Aim of the task ▸
Only these lines of the data below are wanted: the one with "pub default_order: &'static", the one with "const CONTACT_INFO_FIELDS: &[FieldSpec]", and any lines between them, each repeated exactly.

***** Information provided *****

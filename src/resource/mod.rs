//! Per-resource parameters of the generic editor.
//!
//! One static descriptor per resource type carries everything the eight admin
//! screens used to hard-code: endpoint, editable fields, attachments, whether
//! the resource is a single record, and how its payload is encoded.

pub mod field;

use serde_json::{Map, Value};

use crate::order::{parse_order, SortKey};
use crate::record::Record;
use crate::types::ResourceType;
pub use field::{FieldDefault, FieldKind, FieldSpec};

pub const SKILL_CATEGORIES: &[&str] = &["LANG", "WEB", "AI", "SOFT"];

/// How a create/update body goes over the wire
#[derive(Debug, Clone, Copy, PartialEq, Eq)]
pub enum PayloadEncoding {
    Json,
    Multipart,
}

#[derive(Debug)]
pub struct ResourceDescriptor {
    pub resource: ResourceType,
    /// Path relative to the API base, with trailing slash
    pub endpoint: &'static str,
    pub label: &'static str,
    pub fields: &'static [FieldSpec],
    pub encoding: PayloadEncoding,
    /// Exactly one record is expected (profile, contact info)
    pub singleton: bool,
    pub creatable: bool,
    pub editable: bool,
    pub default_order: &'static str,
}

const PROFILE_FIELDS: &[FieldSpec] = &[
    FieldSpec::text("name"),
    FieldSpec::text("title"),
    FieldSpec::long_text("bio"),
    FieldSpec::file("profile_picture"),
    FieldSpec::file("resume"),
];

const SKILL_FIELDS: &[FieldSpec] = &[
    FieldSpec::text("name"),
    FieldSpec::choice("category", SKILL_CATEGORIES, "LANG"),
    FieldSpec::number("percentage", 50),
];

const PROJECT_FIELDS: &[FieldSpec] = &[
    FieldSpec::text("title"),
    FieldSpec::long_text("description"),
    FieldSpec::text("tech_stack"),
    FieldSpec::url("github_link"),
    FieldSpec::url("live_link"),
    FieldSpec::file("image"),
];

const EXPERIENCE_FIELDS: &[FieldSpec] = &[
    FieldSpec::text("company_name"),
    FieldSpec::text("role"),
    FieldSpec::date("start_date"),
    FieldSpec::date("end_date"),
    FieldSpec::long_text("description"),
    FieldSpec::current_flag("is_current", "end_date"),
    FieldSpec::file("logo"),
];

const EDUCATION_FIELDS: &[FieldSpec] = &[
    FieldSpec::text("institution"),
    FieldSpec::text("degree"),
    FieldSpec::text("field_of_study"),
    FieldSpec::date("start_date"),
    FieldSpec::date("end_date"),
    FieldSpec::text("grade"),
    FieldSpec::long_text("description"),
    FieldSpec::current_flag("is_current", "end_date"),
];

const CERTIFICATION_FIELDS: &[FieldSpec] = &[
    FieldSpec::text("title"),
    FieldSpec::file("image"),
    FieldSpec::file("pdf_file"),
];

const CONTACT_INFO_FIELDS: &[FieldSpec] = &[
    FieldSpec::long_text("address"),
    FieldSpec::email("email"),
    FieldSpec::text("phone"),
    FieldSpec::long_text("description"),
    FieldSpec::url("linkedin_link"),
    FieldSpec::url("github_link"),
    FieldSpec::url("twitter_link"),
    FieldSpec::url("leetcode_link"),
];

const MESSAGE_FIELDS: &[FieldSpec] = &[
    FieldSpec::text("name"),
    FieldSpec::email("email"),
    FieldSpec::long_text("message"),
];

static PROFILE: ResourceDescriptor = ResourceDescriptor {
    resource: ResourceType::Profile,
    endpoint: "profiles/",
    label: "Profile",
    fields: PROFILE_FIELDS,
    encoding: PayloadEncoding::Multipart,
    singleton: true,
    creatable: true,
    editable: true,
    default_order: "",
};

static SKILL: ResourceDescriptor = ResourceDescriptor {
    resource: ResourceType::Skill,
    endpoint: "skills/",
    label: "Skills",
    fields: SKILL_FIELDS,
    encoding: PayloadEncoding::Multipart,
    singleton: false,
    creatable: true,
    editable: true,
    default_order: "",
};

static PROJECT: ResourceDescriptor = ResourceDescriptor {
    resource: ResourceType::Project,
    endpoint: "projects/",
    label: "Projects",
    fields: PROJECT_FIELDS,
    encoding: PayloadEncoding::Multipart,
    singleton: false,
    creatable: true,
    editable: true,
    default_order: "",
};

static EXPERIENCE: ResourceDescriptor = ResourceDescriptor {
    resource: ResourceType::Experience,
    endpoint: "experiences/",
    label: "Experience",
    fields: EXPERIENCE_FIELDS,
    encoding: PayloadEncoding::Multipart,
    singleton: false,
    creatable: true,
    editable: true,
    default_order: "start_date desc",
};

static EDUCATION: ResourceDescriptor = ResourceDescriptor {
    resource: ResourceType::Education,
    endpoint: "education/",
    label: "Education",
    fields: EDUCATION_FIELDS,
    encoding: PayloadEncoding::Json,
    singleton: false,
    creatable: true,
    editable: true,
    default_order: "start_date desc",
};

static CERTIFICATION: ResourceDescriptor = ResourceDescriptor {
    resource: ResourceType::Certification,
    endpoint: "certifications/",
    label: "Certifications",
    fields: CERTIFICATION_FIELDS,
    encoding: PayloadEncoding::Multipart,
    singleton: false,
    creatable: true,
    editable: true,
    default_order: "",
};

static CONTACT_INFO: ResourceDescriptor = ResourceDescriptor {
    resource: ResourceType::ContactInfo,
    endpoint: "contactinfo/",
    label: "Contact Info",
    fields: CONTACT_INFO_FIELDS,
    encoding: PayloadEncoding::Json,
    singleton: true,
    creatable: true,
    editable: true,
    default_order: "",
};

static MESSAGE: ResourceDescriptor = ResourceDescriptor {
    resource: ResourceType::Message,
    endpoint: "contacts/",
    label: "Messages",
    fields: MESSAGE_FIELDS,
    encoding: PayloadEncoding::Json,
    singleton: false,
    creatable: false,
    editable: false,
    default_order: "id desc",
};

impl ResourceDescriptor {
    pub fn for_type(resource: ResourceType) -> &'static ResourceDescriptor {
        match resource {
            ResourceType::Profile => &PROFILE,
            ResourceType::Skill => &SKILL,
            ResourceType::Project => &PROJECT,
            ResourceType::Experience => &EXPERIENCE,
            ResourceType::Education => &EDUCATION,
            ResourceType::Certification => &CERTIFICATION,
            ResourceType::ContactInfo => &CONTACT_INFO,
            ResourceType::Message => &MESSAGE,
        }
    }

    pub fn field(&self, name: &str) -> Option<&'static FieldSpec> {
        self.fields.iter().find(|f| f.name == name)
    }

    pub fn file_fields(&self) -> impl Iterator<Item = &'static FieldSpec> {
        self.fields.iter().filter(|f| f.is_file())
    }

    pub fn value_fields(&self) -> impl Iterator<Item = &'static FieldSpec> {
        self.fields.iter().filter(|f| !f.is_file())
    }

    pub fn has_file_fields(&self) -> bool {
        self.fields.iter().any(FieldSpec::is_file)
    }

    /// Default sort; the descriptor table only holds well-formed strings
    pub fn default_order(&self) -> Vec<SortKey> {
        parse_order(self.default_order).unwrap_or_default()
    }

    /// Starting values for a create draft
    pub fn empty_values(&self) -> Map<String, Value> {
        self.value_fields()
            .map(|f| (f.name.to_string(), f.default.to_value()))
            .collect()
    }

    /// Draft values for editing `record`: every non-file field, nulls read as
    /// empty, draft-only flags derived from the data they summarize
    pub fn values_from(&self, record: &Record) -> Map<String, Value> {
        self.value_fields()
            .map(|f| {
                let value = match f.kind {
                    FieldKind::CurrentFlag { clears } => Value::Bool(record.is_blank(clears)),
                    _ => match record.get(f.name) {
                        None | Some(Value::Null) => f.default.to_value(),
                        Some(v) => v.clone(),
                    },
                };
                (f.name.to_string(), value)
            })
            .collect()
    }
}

*****
***** Information provided *****

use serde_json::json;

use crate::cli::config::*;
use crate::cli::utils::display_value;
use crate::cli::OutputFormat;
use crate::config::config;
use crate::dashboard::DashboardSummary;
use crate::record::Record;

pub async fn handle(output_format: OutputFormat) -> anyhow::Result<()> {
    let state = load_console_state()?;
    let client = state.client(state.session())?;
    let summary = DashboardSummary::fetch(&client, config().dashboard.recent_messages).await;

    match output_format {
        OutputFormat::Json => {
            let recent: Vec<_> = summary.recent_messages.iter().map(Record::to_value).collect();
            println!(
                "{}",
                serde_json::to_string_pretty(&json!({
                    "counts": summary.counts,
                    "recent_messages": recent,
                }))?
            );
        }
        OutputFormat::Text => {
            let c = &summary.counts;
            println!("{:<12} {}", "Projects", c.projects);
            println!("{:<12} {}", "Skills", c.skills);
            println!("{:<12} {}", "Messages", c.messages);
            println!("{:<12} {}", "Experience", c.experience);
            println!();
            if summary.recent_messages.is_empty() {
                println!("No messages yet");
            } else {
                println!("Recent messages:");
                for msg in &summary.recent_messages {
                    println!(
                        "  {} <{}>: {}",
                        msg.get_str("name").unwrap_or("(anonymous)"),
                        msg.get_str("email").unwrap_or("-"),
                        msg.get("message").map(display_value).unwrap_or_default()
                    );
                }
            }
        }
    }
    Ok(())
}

*****

Response for this exercise ▸
    pub default_order: &'static str,
}

const PROFILE_FIELDS: &[FieldSpec] = &[
    FieldSpec::text("name"),
    FieldSpec::text("title"),
    FieldSpec::long_text("bio"),
    FieldSpec::file("profile_picture"),
    FieldSpec::file("resume"),
];

const SKILL_FIELDS: &[FieldSpec] = &[
    FieldSpec::text("name"),
    FieldSpec::choice("category", SKILL_CATEGORIES, "LANG"),
    FieldSpec::number("percentage", 50),
];

const PROJECT_FIELDS: &[FieldSpec] = &[
    FieldSpec::text("title"),
    FieldSpec::long_text("description"),
    FieldSpec::text("tech_stack"),
    FieldSpec::url("github_link"),
    FieldSpec::url("live_link"),
    FieldSpec::file("image"),
];

const EXPERIENCE_FIELDS: &[FieldSpec] = &[
    FieldSpec::text("company_name"),
    FieldSpec::text("role"),
    FieldSpec::date("start_date"),
    FieldSpec::date("end_date"),
    FieldSpec::long_text("description"),
    FieldSpec::current_flag("is_current", "end_date"),
    FieldSpec::file("logo"),
];

const EDUCATION_FIELDS: &[FieldSpec] = &[
    FieldSpec::text("institution"),
    FieldSpec::text("degree"),
    FieldSpec::text("field_of_study"),
    FieldSpec::date("start_date"),
    FieldSpec::date("end_date"),
    FieldSpec::text("grade"),
    FieldSpec::long_text("description"),
    FieldSpec::current_flag("is_current", "end_date"),
];

const CERTIFICATION_FIELDS: &[FieldSpec] = &[
    FieldSpec::text("title"),
    FieldSpec::file("image"),
    FieldSpec::file("pdf_file"),
];

const CONTACT_INFO_FIELDS: &[FieldSpec] = &[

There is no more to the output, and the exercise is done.